**WHAT TO PRODUCE**
Below is some data. Retype exactly the lines starting at the one with "let mut max_err = 0.0f64;" and ending at the one with "let err = (camera.project(&point)".

═════ EXERCISE MATERIALS ═════

//! Camera Inspection Binary
//!
//! Loads an intrinsic calibration file and reports its state: variant,
//! image size, free parameters, and a project→unproject consistency sweep
//! over a pixel grid.
//!
//! # Usage
//! ```bash
//! cargo run --bin inspect_camera -- path/to/camera.json
//!
//! # Denser consistency grid:
//! cargo run --bin inspect_camera -- camera.json -g 32
//! ```

use aperture_camera_models::{CameraIntrinsic, init_logger, load_intrinsic};
use clap::Parser;
use nalgebra::Vector2;
use std::error::Error;
use std::path::PathBuf;
use tracing::{info, warn};

/// Inspect a camera intrinsic calibration file
#[derive(Parser)]
#[command(name = "inspect_camera")]
#[command(about = "Inspect a camera intrinsic calibration file")]
struct Args {
    /// Calibration file path (required, positional)
    #[arg(value_name = "FILE")]
    file: PathBuf,

    /// Consistency grid resolution (samples per axis)
    #[arg(short, long, default_value_t = 16)]
    grid: usize,
}

fn main() -> Result<(), Box<dyn Error>> {
    let args = Args::parse();

    init_logger();

    if !args.file.exists() {
        return Err(format!("File not found: {}", args.file.display()).into());
    }

    info!("Loading intrinsic: {}", args.file.display());
    let camera = load_intrinsic(&args.file)?;

    info!("Camera model:");
    info!("  Variant: {}", camera.kind().name());
    info!("  Image size: {}x{}", camera.width(), camera.height());
    info!("  Parameters: {:?}", camera.params().as_slice());
    info!(
        "  1px reprojection threshold on the camera plane: {:.3e}",
        camera.image_to_camera_error(1.0)
    );

    let (max_err, mean_err) = ray_consistency_sweep(camera.as_ref(), args.grid);
    info!("Ray consistency over a {}x{} grid:", args.grid, args.grid);
    info!("  Max pixel error: {:.3e}", max_err);
    info!("  Mean pixel error: {:.3e}", mean_err);

    if !max_err.is_finite() || max_err > 1e-6 {
        warn!("Calibration looks degenerate (unproject/project mismatch)");
    }

    Ok(())
}

/// Unprojects a grid of pixels to bearings, pushes them to a fixed depth,
/// reprojects, and measures the pixel discrepancy.
fn ray_consistency_sweep(camera: &dyn CameraIntrinsic, grid: usize) -> (f64, f64) {
    let mut max_err = 0.0f64;
    let mut sum_err = 0.0f64;
    let mut count = 0usize;

    for gy in 0..grid {
        for gx in 0..grid {
            let pixel = Vector2::new(
                (gx as f64 + 0.5) / grid as f64 * camera.width() as f64,
                (gy as f64 + 0.5) / grid as f64 * camera.height() as f64,
            );

            let ray = camera.unproject(&pixel);
            // Push the bearing out to 2m depth before reprojecting.
            let point = ray * (2.0 / ray.z);
            let err = (camera.project(&point) - pixel).norm();

            max_err = max_err.max(err);
            sum_err += err;
            count += 1;
        }
    }

    (max_err, sum_err / count as f64)
}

═════

**RESULT OF THIS TASK**
    let mut max_err = 0.0f64;
    let mut sum_err = 0.0f64;
    let mut count = 0usize;

    for gy in 0..grid {
        for gx in 0..grid {
            let pixel = Vector2::new(
                (gx as f64 + 0.5) / grid as f64 * camera.width() as f64,
                (gy as f64 + 0.5) / grid as f64 * camera.height() as f64,
            );

            let ray = camera.unproject(&pixel);
            // Push the bearing out to 2m depth before reprojecting.
            let point = ray * (2.0 / ray.z);
            let err = (camera.project(&point) - pixel).norm();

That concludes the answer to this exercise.